Stored records
┌────────

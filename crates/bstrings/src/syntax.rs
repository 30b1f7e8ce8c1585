//! Target languages and the formatting rules each of them imposes.
//!
//! A [`Syntax`] is resolved once from its user-facing name; the encoder then
//! works from the matching [`SyntaxProfile`] and never branches on the
//! language again.
use alloc::string::ToString;
use core::{fmt, str::FromStr};

use crate::error::Error;

/// Output language of an encoding pass.
#[derive(Debug, Clone, Copy, Default, PartialEq, Eq, Hash)]
#[cfg_attr(feature = "serde", derive(serde::Serialize, serde::Deserialize))]
#[cfg_attr(feature = "serde", serde(rename_all = "lowercase"))]
pub enum Syntax {
    /// Bare `\xHH` tokens with newline-only wrapping.
    #[default]
    Raw,
    /// A C `unsigned char` array initialised from string literals.
    C,
    /// A Python string built by concatenation.
    Python,
    /// A PowerShell `[Byte[]]` array.
    PowerShell,
}

/// Variable declaration wrapped around the literal.
#[derive(Debug, Clone, Copy, PartialEq, Eq)]
pub struct Declaration {
    /// Text before the variable name.
    pub head: &'static str,
    /// Text after the variable name.
    pub tail: &'static str,
    /// Whether the declaration sits on its own line, or the first tokens
    /// follow it directly.
    pub standalone: bool,
}

/// Per-language constants consumed by the encoder.
#[derive(Debug, Clone, Copy, PartialEq, Eq)]
pub struct SyntaxProfile {
    /// Rendered before the two digits of every byte.
    pub token_prefix: &'static str,
    /// Rendered between two consecutive bytes.
    pub separator: &'static str,
    /// Opens and closes every output line, empty for unquoted syntaxes.
    pub quote: &'static str,
    /// Columns added to the configured indentation on string lines.
    pub extra_indent: usize,
    /// Whether wrapped lines get indentation, quoting and the line lead.
    /// When `false`, a wrap is a bare newline.
    pub redecorate: bool,
    /// Written between the variable name and a declared string line, turning
    /// each line into an append statement.
    pub append_operator: Option<&'static str>,
    /// Declaration preamble, if the language has one.
    pub declaration: Option<Declaration>,
    /// Statement terminator written after the last line.
    pub terminator: &'static str,
}

const RAW: SyntaxProfile = SyntaxProfile {
    token_prefix: "\\x",
    separator: "",
    quote: "",
    extra_indent: 0,
    redecorate: true,
    append_operator: None,
    declaration: None,
    terminator: "",
};

const C: SyntaxProfile = SyntaxProfile {
    token_prefix: "\\x",
    separator: "",
    quote: "\"",
    extra_indent: 4,
    redecorate: true,
    append_operator: None,
    declaration: Some(Declaration {
        head: "unsigned char ",
        tail: "[] =",
        standalone: true,
    }),
    terminator: ";",
};

const PYTHON: SyntaxProfile = SyntaxProfile {
    token_prefix: "\\x",
    separator: "",
    quote: "\"",
    extra_indent: 0,
    redecorate: true,
    append_operator: Some(" += "),
    declaration: Some(Declaration {
        head: "",
        tail: " = \"\"",
        standalone: true,
    }),
    terminator: "",
};

const POWERSHELL: SyntaxProfile = SyntaxProfile {
    token_prefix: "0x",
    separator: ",",
    quote: "",
    extra_indent: 0,
    redecorate: false,
    append_operator: None,
    declaration: Some(Declaration {
        head: "[Byte[]] $",
        tail: " = ",
        standalone: false,
    }),
    terminator: "",
};

impl Syntax {
    /// Maps a user-facing language name to a syntax.
    ///
    /// Matching is exact and case-sensitive: `C` or `c`, `python`,
    /// `powershell`.
    ///
    /// # Errors
    ///
    /// Any other name yields [`Error::UnknownLanguage`] carrying it.
    pub fn resolve(name: &str) -> Result<Self, Error> {
        match name {
            "C" | "c" => Ok(Self::C),
            "python" => Ok(Self::Python),
            "powershell" => Ok(Self::PowerShell),
            other => Err(Error::UnknownLanguage(other.to_string())),
        }
    }

    /// Formatting rules of this syntax.
    #[must_use]
    pub const fn profile(self) -> &'static SyntaxProfile {
        match self {
            Self::Raw => &RAW,
            Self::C => &C,
            Self::Python => &PYTHON,
            Self::PowerShell => &POWERSHELL,
        }
    }

    /// Lowercase display name. Every name except `raw` round-trips through
    /// [`Syntax::resolve`].
    #[must_use]
    pub const fn name(self) -> &'static str {
        match self {
            Self::Raw => "raw",
            Self::C => "c",
            Self::Python => "python",
            Self::PowerShell => "powershell",
        }
    }
}

impl FromStr for Syntax {
    type Err = Error;

    fn from_str(s: &str) -> Result<Self, Self::Err> {
        Self::resolve(s)
    }
}

impl fmt::Display for Syntax {
    fn fmt(&self, f: &mut fmt::Formatter<'_>) -> fmt::Result {
        f.write_str(self.name())
    }
}

#[cfg(test)]
mod tests {
    use alloc::string::ToString;

    use rstest::rstest;

    use super::Syntax;
    use crate::Error;

    #[rstest]
    #[case("C", Syntax::C)]
    #[case("c", Syntax::C)]
    #[case("python", Syntax::Python)]
    #[case("powershell", Syntax::PowerShell)]
    fn known_names_resolve(#[case] name: &str, #[case] expected: Syntax) {
        assert_eq!(Syntax::resolve(name), Ok(expected));
        assert_eq!(name.parse::<Syntax>(), Ok(expected));
    }

    #[rstest]
    #[case("ruby")]
    #[case("Python")]
    #[case("PowerShell")]
    #[case("raw")]
    #[case("")]
    fn other_names_are_rejected(#[case] name: &str) {
        assert_eq!(
            Syntax::resolve(name),
            Err(Error::UnknownLanguage(name.to_string()))
        );
    }

    #[test]
    fn unknown_language_message_names_the_value() {
        let err = Syntax::resolve("ruby").unwrap_err();
        assert_eq!(err.to_string(), "unknown syntax 'ruby'");
    }

    #[test]
    fn only_powershell_separates_tokens() {
        assert_eq!(Syntax::PowerShell.profile().token_prefix, "0x");
        assert_eq!(Syntax::PowerShell.profile().separator, ",");
        for syntax in [Syntax::Raw, Syntax::C, Syntax::Python] {
            assert_eq!(syntax.profile().token_prefix, "\\x");
            assert_eq!(syntax.profile().separator, "");
        }
    }
}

└────────

## [Exercise requirements]
Look through the records and copy every line that has the word "Text".

## [Solution to the exercise]
    /// Text before the variable name.
    /// Text after the variable name.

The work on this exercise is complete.